Eric Wood manages the testing of the effects of products upon mammalian reproductive systems. Governmental regulations in many countries require semen analysis of certain species, such as the rat, after exposure to test substances. Since 2000, Mr. Wood’s lab has used the Hamilton Thorne TOX IVOS, which fulfills the criteria required by regulatory authorities for sperm motility analysis.

Leading Mr. Wood’s list of advantages of the TOX IVOS is the ability to store images on disk. This feature is important because his lab must archive all data generated from each study for at least five years. Reanalysis of data, if and when necessary, can be done with convenience.

Also important to SafePharm is Rat Metrix, the software program that performs morphometric analysis. “Rather than relying on subjective assessment,” Mr.
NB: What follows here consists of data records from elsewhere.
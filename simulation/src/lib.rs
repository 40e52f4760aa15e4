#![deny(
    unsafe_code,
    missing_docs,
    dead_code,
    unused_results,
    non_snake_case,
    unreachable_pub
)]

//! Headless encounter driver wiring the world to the wave and targeting
//! systems.
//!
//! Each [`Simulation::step`] advances the world clock, applies queued
//! commands, lets the spawn scheduler run, moves agents, ticks targeting and
//! resolves the resulting attacks, relaying objective signals through the
//! objective event bus as they occur.

mod config;
mod progress;

use std::{collections::VecDeque, time::Duration};

use hive_invasion_core::{
    AgentId, Archetype, Command, Event, GameOutcome, ObjectiveKind, ObjectiveSignal, SpawnError,
    StatScaling, UnitFactory, WaveNumber, WorldPoint,
};
use hive_invasion_system_encounter_scaling::EncounterScaling;
use hive_invasion_system_objective_bus::ObjectiveEventBus;
use hive_invasion_system_spawn_scheduler::{Config as SchedulerConfig, SpawnScheduler};
use hive_invasion_system_target_acquisition::{Config as TargetingConfig, Targeting};
use hive_invasion_system_wave_composition::{Config as ComposerConfig, WaveComposer};
use hive_invasion_world::{
    self as world, query, Config as WorldConfig, Navigator, NavigatorConfig, ObjectivePlacement,
    World,
};
use tracing::{debug, info};

pub use config::{
    ArenaSettings, ConfigError, ObjectiveSettings, PointSettings, RosterSettings,
    ScalingSettings, SchedulerSettings, SimulationConfig, StatSettings, SwarmSettings,
    WaveSettings,
};
pub use progress::{WaveProgress, WaveReport};

/// Complete encounter: world, navigation and every system, advanced in
/// lock-step.
#[derive(Debug)]
pub struct Simulation {
    world: World,
    navigator: Navigator,
    bus: ObjectiveEventBus,
    targeting: Targeting,
    scheduler: SpawnScheduler,
    progress: WaveProgress,
    base_destroyed: bool,
    outcome: Option<GameOutcome>,
    pending: VecDeque<Command>,
    events: Vec<Event>,
}

impl Simulation {
    /// Builds a simulation from validated settings.
    pub fn new(config: &SimulationConfig) -> Result<Self, ConfigError> {
        config.validate()?;
        let table = config.wave_table()?;
        let swarm_bounds = config.swarm_bounds()?;
        let half_extent = config.arena_half_extent()?;

        let placement = |settings: &ObjectiveSettings| {
            settings.enabled.then(|| {
                ObjectivePlacement::new(
                    settings.position.into(),
                    settings.reach,
                    settings.max_health,
                )
            })
        };
        let world = World::new(WorldConfig::new(
            placement(&config.gate),
            placement(&config.base),
            config.roster(),
        ));

        let scheduling = &config.scheduler;
        let scheduler = SpawnScheduler::new(
            table,
            WaveComposer::new(ComposerConfig::new(config.seed, swarm_bounds)),
            EncounterScaling::new(config.scaling.speed_step, config.scaling.health_step),
            SchedulerConfig::new(Some(scheduling.spawn_point.into()), config.seed)
                .with_initial_offset(scheduling.initial_offset())
                .with_inter_enemy_delay(scheduling.inter_enemy_delay())
                .with_inter_wave_delay(scheduling.inter_wave_delay())
                .with_swarm_jitter(scheduling.swarm_jitter),
        );
        let progress = WaveProgress::new(scheduler.table());

        info!(
            seed = config.seed,
            waves = scheduler.table().len(),
            "simulation ready"
        );

        Ok(Self {
            world,
            navigator: Navigator::new(NavigatorConfig::new(half_extent)),
            bus: ObjectiveEventBus::new(),
            targeting: Targeting::new(TargetingConfig::new(config.arena.snap_radius)),
            scheduler,
            progress,
            base_destroyed: false,
            outcome: None,
            pending: VecDeque::new(),
            events: Vec::new(),
        })
    }

    /// Queues a command for the start of the next step.
    pub fn submit(&mut self, command: Command) {
        self.pending.push_back(command);
    }

    /// Advances the encounter by `dt`. Does nothing once an outcome is decided.
    pub fn step(&mut self, dt: Duration) {
        if self.outcome.is_some() {
            return;
        }

        let mut events = Vec::new();
        world::apply(&mut self.world, Command::Tick { dt }, &mut events);
        while let Some(command) = self.pending.pop_front() {
            world::apply(&mut self.world, command, &mut events);
        }
        self.react(events);

        let mut events = Vec::new();
        {
            let mut factory = SpawnContext {
                world: &mut self.world,
                navigator: &mut self.navigator,
                targeting: &mut self.targeting,
                bus: &mut self.bus,
            };
            self.scheduler.handle(dt, &mut factory, &mut events);
        }
        self.react(events);

        self.navigator.advance(dt);

        let agents = query::agent_view(&self.world);
        let objectives = query::objective_view(&self.world);
        let mut commands = Vec::new();
        self.targeting.handle(
            agents.iter(),
            query::clock(&self.world),
            &objectives,
            &self.bus,
            &mut self.navigator,
            &mut commands,
        );
        let mut events = Vec::new();
        for command in commands {
            world::apply(&mut self.world, command, &mut events);
        }
        self.react(events);

        self.decide_outcome();
    }

    /// Events produced so far, oldest first.
    #[must_use]
    pub fn events(&self) -> &[Event] {
        &self.events
    }

    /// Takes every event produced since the last drain.
    pub fn drain_events(&mut self) -> Vec<Event> {
        std::mem::take(&mut self.events)
    }

    /// Authoritative world state.
    #[must_use]
    pub fn world(&self) -> &World {
        &self.world
    }

    /// Agent positions and movement.
    #[must_use]
    pub fn navigator(&self) -> &Navigator {
        &self.navigator
    }

    /// Objective signal hub.
    #[must_use]
    pub fn bus(&self) -> &ObjectiveEventBus {
        &self.bus
    }

    /// Per-agent targeting state.
    #[must_use]
    pub fn targeting(&self) -> &Targeting {
        &self.targeting
    }

    /// Most recently started wave.
    #[must_use]
    pub fn current_wave(&self) -> Option<WaveNumber> {
        self.scheduler.current_wave()
    }

    /// Planned enemy count of every wave.
    #[must_use]
    pub fn wave_enemy_counts(&self) -> Vec<(WaveNumber, u32)> {
        self.scheduler.table().enemy_counts()
    }

    /// Per-wave progress.
    #[must_use]
    pub fn progress(&self) -> &WaveProgress {
        &self.progress
    }

    /// Final result, once decided.
    #[must_use]
    pub fn outcome(&self) -> Option<GameOutcome> {
        self.outcome
    }

    /// Simulated time elapsed.
    #[must_use]
    pub fn clock(&self) -> Duration {
        query::clock(&self.world)
    }

    fn react(&mut self, events: Vec<Event>) {
        for event in &events {
            self.progress.record(event);
            match *event {
                Event::ObjectiveDestroyed {
                    kind: ObjectiveKind::Gate,
                    ..
                } => self.relay(ObjectiveSignal::Destroyed),
                Event::ObjectiveDestroyed {
                    kind: ObjectiveKind::Base,
                    ..
                } => self.base_destroyed = true,
                Event::GateOpened => self.relay(ObjectiveSignal::Opened),
                Event::GateClosed => self.relay(ObjectiveSignal::Closed),
                Event::AgentDied { agent } | Event::AgentDespawned { agent } => {
                    let _ = self.targeting.detach(agent, &mut self.bus);
                    let _ = self.navigator.remove(agent);
                }
                _ => {}
            }
        }
        self.events.extend(events);
    }

    fn relay(&mut self, signal: ObjectiveSignal) {
        let notified = self.targeting.broadcast(signal, &mut self.bus);
        debug!(?signal, notified, "objective signal relayed");
    }

    fn decide_outcome(&mut self) {
        let outcome = if self.base_destroyed {
            GameOutcome::Defeat
        } else if self.scheduler.is_finished()
            && query::agent_count(&self.world) == 0
            && query::objective(&self.world, ObjectiveKind::Base).is_some()
        {
            GameOutcome::Victory
        } else {
            return;
        };

        info!(
            ?outcome,
            seconds = self.clock().as_secs_f32(),
            "outcome decided"
        );
        self.outcome = Some(outcome);
        self.events.push(Event::OutcomeDecided { outcome });
    }
}

struct SpawnContext<'a> {
    world: &'a mut World,
    navigator: &'a mut Navigator,
    targeting: &'a mut Targeting,
    bus: &'a mut ObjectiveEventBus,
}

impl UnitFactory for SpawnContext<'_> {
    fn spawn(&mut self, archetype: Archetype, position: WorldPoint) -> Result<AgentId, SpawnError> {
        let agent = world::spawn_agent(self.world, archetype, position)?;
        let speed = query::agent(self.world, agent).map_or(0.0, |state| state.stats.move_speed);
        self.navigator.insert(agent, position, speed);

        let objectives = query::objective_view(self.world);
        let _ = self.targeting.attach(agent, &objectives, self.bus);
        Ok(agent)
    }

    fn scale(&mut self, agent: AgentId, scaling: StatScaling) {
        if !world::scale_agent(self.world, agent, scaling) {
            return;
        }
        if let Some(state) = query::agent(self.world, agent) {
            self.navigator.set_speed(agent, state.stats.move_speed);
        }
    }
}
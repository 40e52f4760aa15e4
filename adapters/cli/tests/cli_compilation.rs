use std::process::Command;

#[test]
fn cli_compiles_without_warnings() {
    let output = Command::new(env!("CARGO"))
        .current_dir(env!("CARGO_MANIFEST_DIR"))
        .args([
            "check",
            "--bin",
            "hive-invasion",
            "--message-format",
            "short",
        ])
        .output()
        .expect("failed to invoke cargo check for hive-invasion CLI binary");

    let diagnostics = String::from_utf8_lossy(&output.stderr);
    assert!(
        output.status.success(),
        "cargo check --bin hive-invasion should succeed:\n{diagnostics}"
    );
    assert!(
        !diagnostics.lines().any(|line| line.contains("warning")),
        "hive-invasion should build without warnings:\n{diagnostics}"
    );
}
Wood states, “we get dependable, objective morphology results. And with IDENT® staining, we can do the morphology analysis and the enumeration of homogenization spermatids. All of these analyses are performed using the same analyzer, which makes the Hamilton Thorne system a very flexible machine to use. And if we are required to test other species, we can just order the appropriate software and still use the same analyzer.”

Eric Wood, Cbiol, MIBiol
Head of Reproductive Toxicology Derby, United Kingdom

“Without the TOX IVOS and the ability to perform reproduction studies, we would be at a commercial disadvantage. The need for this type of testing is becoming more common, especially with the increasing concern for environmental effects upon human male fertility.”